Raquel poggiò con violenza il cucchiaio metallico nella ciotola, facendo schizzare la zuppa sul tavolo. Tutti sobbalzarono e si voltarono a guardarla.

«Divino Principe bastardo!» esclamò Rodrigo e, mentre sua madre gli ingiungeva di non bestemmiare, aggiunse: «Che fai, Raq?»

Ma lei tenne lo sguardo basso e non rispose nulla. Un ciuffo di capelli le piovve davanti al viso, nascondendo la sua espressione.

Tutti rimasero in silenzio per qualche istante. Eneas li guardava di sottecchi. Voleva dire qualcosa per spezzare l'atmosfera tesa, carica come nuvole che portano pioggia, ma non era mai stato bravo con le parole. Tacque, girando il cucchiaio nella zuppa.

«Dai, Raq» disse infine Ines. «Quando Vito e Ruben sono andati a vivere per conto loro non hai fatto tutte queste scene.» La ragazza cercava di essere convincente, ma un leggero tremore nella voce impedì a Eneas di guardarla in volto.

«Lasciatemi stare» mormorò aspra Raquel, senza sollevare lo sguardo. «E comunque non è la stessa cosa: Ruben e Vito sono ancora nella Palude, Eneas se ne va lontano... e non tornerà più.»

«Spero davvero che non torni più. Per lui» intervenne la madre e tutti e cinque i figli si voltarono a guardarla. Quando parlava lei, tutti le prestavano attenzione, non farlo era impensabile. «Devi essere felice, Raquel. Dovete esserlo tutti. Eneas ha l'onore di entrare nell'esercito, è un'opportunità che a noi non viene concessa spesso.»

Era vero, di solito agli abitanti delle Paludi non era permesso di entrare a far parte del corpo militare che avrebbe protetto il sovrano e tutto il Principato. Nessuno lo diceva apertamente, ma non si fidavano di coloro che stavano sull'ultimo gradino della scala sociale.

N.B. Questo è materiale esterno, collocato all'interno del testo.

//! Forum services - categories, threads, replies and search

use crate::core::{AppError, AppState, require_role};
use crate::dtos::{
    CreateCategoryDTO, CreateReplyDTO, CreateThreadDTO, DEFAULT_PAGE_SIZE, Paginated, SearchQuery,
    ServerEvent, ThreadDetailsDTO, ThreadListQuery, UpdateReplyDTO, UpdateThreadDTO,
};
use crate::entities::{ForumCategory, ForumReply, ForumThread, User, UserRole};
use crate::repositories::Create;
use crate::ws::notify_user;
use axum::{
    Extension,
    extract::{Json, Path, Query, State},
    http::StatusCode,
    response::IntoResponse,
};
use axum_macros::debug_handler;
use std::sync::Arc;
use tracing::{debug, info, instrument, warn};
use validator::Validate;

async fn find_thread(state: &AppState, thread_id: i64) -> Result<ForumThread, AppError> {
    state
        .forum
        .read_thread(thread_id)
        .await?
        .ok_or_else(|| AppError::not_found("Thread not found"))
}

async fn find_reply(state: &AppState, reply_id: i64) -> Result<ForumReply, AppError> {
    state
        .forum
        .read_reply(reply_id)
        .await?
        .ok_or_else(|| AppError::not_found("Reply not found"))
}

fn check_author(user: &User, author_id: i64) -> Result<(), AppError> {
    if user.user_id == author_id || user.has_role(UserRole::Moderator) {
        Ok(())
    } else {
        warn!(user_id = user.user_id, author_id, "Not the author");
        Err(AppError::forbidden("Only the author or a moderator can do this"))
    }
}

// ---- categories ----

pub async fn list_categories(
    State(state): State<Arc<AppState>>,
) -> Result<Json<Vec<ForumCategory>>, AppError> {
    Ok(Json(state.forum.find_categories().await?))
}

#[instrument(skip(state, current_user, body), fields(user_id = current_user.user_id))]
pub async fn create_category(
    State(state): State<Arc<AppState>>,
    Extension(current_user): Extension<User>,
    Json(body): Json<CreateCategoryDTO>,
) -> Result<impl IntoResponse, AppError> {
    require_role(&current_user, UserRole::Moderator)?;
    body.validate()?;
    let category = state.forum.create(&body).await?;
    info!(category_id = category.category_id, "Forum category created");
    Ok((StatusCode::CREATED, Json(category)))
}

pub async fn get_category(
    State(state): State<Arc<AppState>>,
    Path(category_id): Path<i64>,
) -> Result<Json<ForumCategory>, AppError> {
    state
        .forum
        .read_category(category_id)
        .await?
        .map(Json)
        .ok_or_else(|| AppError::not_found("Category not found"))
}

#[instrument(skip(state))]
pub async fn list_category_threads(
    State(state): State<Arc<AppState>>,
    Path(category_id): Path<i64>,
    Query(params): Query<ThreadListQuery>,
) -> Result<Json<Paginated<ForumThread>>, AppError> {
    if state.forum.read_category(category_id).await?.is_none() {
        return Err(AppError::not_found("Category not found"));
    }
    let window = params.page_query().window(DEFAULT_PAGE_SIZE);
    let total = state.forum.count_threads(category_id).await?;
    let threads = state
        .forum
        .find_threads(category_id, params.sort, window)
        .await?;
    Ok(Json(Paginated::new(threads, total, window)))
}

// ---- threads ----

#[instrument(skip(state, current_user, body), fields(user_id = current_user.user_id))]
pub async fn create_thread(
    State(state): State<Arc<AppState>>,
    Extension(current_user): Extension<User>,
    Json(body): Json<CreateThreadDTO>,
) -> Result<impl IntoResponse, AppError> {
    body.validate()?;
    if state.forum.read_category(body.category_id).await?.is_none() {
        return Err(AppError::not_found("Category not found"));
    }
    let thread = state.forum.create_thread(current_user.user_id, &body).await?;
    info!(thread_id = thread.thread_id, "Thread created");
    Ok((StatusCode::CREATED, Json(thread)))
}

/// Counts a view on every read
pub async fn get_thread(
    State(state): State<Arc<AppState>>,
    Path(thread_id): Path<i64>,
) -> Result<Json<ThreadDetailsDTO>, AppError> {
    let thread = state
        .forum
        .view_thread(thread_id)
        .await?
        .ok_or_else(|| AppError::not_found("Thread not found"))?;
    let replies = state.forum.find_replies(thread_id).await?;
    Ok(Json(ThreadDetailsDTO { thread, replies }))
}

#[debug_handler]
#[instrument(skip(state, current_user, body), fields(user_id = current_user.user_id))]
pub async fn update_thread(
    State(state): State<Arc<AppState>>,
    Extension(current_user): Extension<User>,
    Path(thread_id): Path<i64>,
    Json(body): Json<UpdateThreadDTO>,
) -> Result<Json<ForumThread>, AppError> {
    body.validate()?;
    let thread = find_thread(&state, thread_id).await?;
    check_author(&current_user, thread.author_id)?;
    if body.is_sticky.is_some() || body.is_locked.is_some() {
        require_role(&current_user, UserRole::Moderator)?;
    }
    Ok(Json(state.forum.update_thread(thread_id, &body).await?))
}

#[instrument(skip(state, current_user), fields(user_id = current_user.user_id))]
pub async fn delete_thread(
    State(state): State<Arc<AppState>>,
    Extension(current_user): Extension<User>,
    Path(thread_id): Path<i64>,
) -> Result<impl IntoResponse, AppError> {
    let thread = find_thread(&state, thread_id).await?;
    check_author(&current_user, thread.author_id)?;
    state.forum.delete_thread(thread_id).await?;
    info!("Thread deleted with its replies");
    Ok(StatusCode::NO_CONTENT)
}

// ---- replies ----

#[debug_handler]
#[instrument(skip(state, current_user, body), fields(user_id = current_user.user_id))]
pub async fn create_reply(
    State(state): State<Arc<AppState>>,
    Extension(current_user): Extension<User>,
    Path(thread_id): Path<i64>,
    Json(body): Json<CreateReplyDTO>,
) -> Result<impl IntoResponse, AppError> {
    body.validate()?;
    let thread = find_thread(&state, thread_id).await?;
    if thread.is_locked {
        return Err(AppError::forbidden("Thread is locked"));
    }

    let reply = state
        .forum
        .create_reply(thread_id, current_user.user_id, &body)
        .await?;

    if thread.author_id != current_user.user_id {
        let delivered = notify_user(
            &state,
            thread.author_id,
            ServerEvent::notification(
                "forum-reply",
                format!("{} replied to \"{}\"", current_user.username, thread.title),
                Some(format!("/forum/threads/{}", thread_id)),
            ),
        );
        debug!(delivered, "Reply notification");
    }
    Ok((StatusCode::CREATED, Json(reply)))
}

pub async fn list_replies(
    State(state): State<Arc<AppState>>,
    Path(thread_id): Path<i64>,
) -> Result<Json<Vec<ForumReply>>, AppError> {
    find_thread(&state, thread_id).await?;
    Ok(Json(state.forum.find_replies(thread_id).await?))
}

/// Content belongs to the reply's author; acceptance to the thread's author
#[instrument(skip(state, current_user, body), fields(user_id = current_user.user_id))]
pub async fn update_reply(
    State(state): State<Arc<AppState>>,
    Extension(current_user): Extension<User>,
    Path(reply_id): Path<i64>,
    Json(body): Json<UpdateReplyDTO>,
) -> Result<Json<ForumReply>, AppError> {
    body.validate()?;
    let reply = find_reply(&state, reply_id).await?;
    if body.content.is_some() {
        check_author(&current_user, reply.author_id)?;
    }
    if body.is_accepted.is_some() {
        let thread = find_thread(&state, reply.thread_id).await?;
        check_author(&current_user, thread.author_id)?;
    }
    Ok(Json(state.forum.update_reply(reply_id, &body).await?))
}

#[instrument(skip(state, current_user), fields(user_id = current_user.user_id))]
pub async fn delete_reply(
    State(state): State<Arc<AppState>>,
    Extension(current_user): Extension<User>,
    Path(reply_id): Path<i64>,
) -> Result<impl IntoResponse, AppError> {
    let reply = find_reply(&state, reply_id).await?;
    check_author(&current_user, reply.author_id)?;
    state.forum.delete_reply(&reply).await?;
    Ok(StatusCode::NO_CONTENT)
}

#[instrument(skip(state), fields(q = %params.q))]
pub async fn search_threads(
    State(state): State<Arc<AppState>>,
    Query(params): Query<SearchQuery>,
) -> Result<Json<Paginated<ForumThread>>, AppError> {
    let term = params.q.trim();
    if term.is_empty() {
        return Err(AppError::bad_request("Search query is required"));
    }
    let window = params.page_query().window(DEFAULT_PAGE_SIZE);
    let total = state.forum.count_search(term).await?;
    let threads = state.forum.search_threads(term, window).await?;
    Ok(Json(Paginated::new(threads, total, window)))
}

Tuttavia, l'anno precedente molti soldati erano morti a causa di uno scontro con un regno vicino e c'era la necessità di riempire nuovamente le fila; per questo, in via del tutto eccezionale, le nuove reclute potevano provenire da tutti i quartieri della città.

Quando si era sparsa la notizia, le Paludi avevano festeggiato e ogni famiglia che aveva un figlio di età compresa tra i dieci e i quattordici anni era andata a iscriverlo alle liste di reclutamento. Entrare nell'esercito significava aumentare il proprio prestigio sociale in modo vertiginoso e inoltre i ragazzi potevano usufruire di pasti caldi ogni giorno, senza dover più pesare sulle spalle dei propri parenti. In casa Lodo purtroppo solo Eneas aveva il sesso e l'età giusta.

«Tanto lo sappiamo che Raquel è solo invidiosa perché lei è una femmina e non la vogliono» la schernì Tobias.

«Merda di torba, e a te non ti vogliono perché sei vecchio.»

«Se sento volare altri insulti vi ritiro il pranzo» li mise a tacere la madre. Raquel e Tobias si zittirono, ma continuarono a lanciarsi occhiate minacciose.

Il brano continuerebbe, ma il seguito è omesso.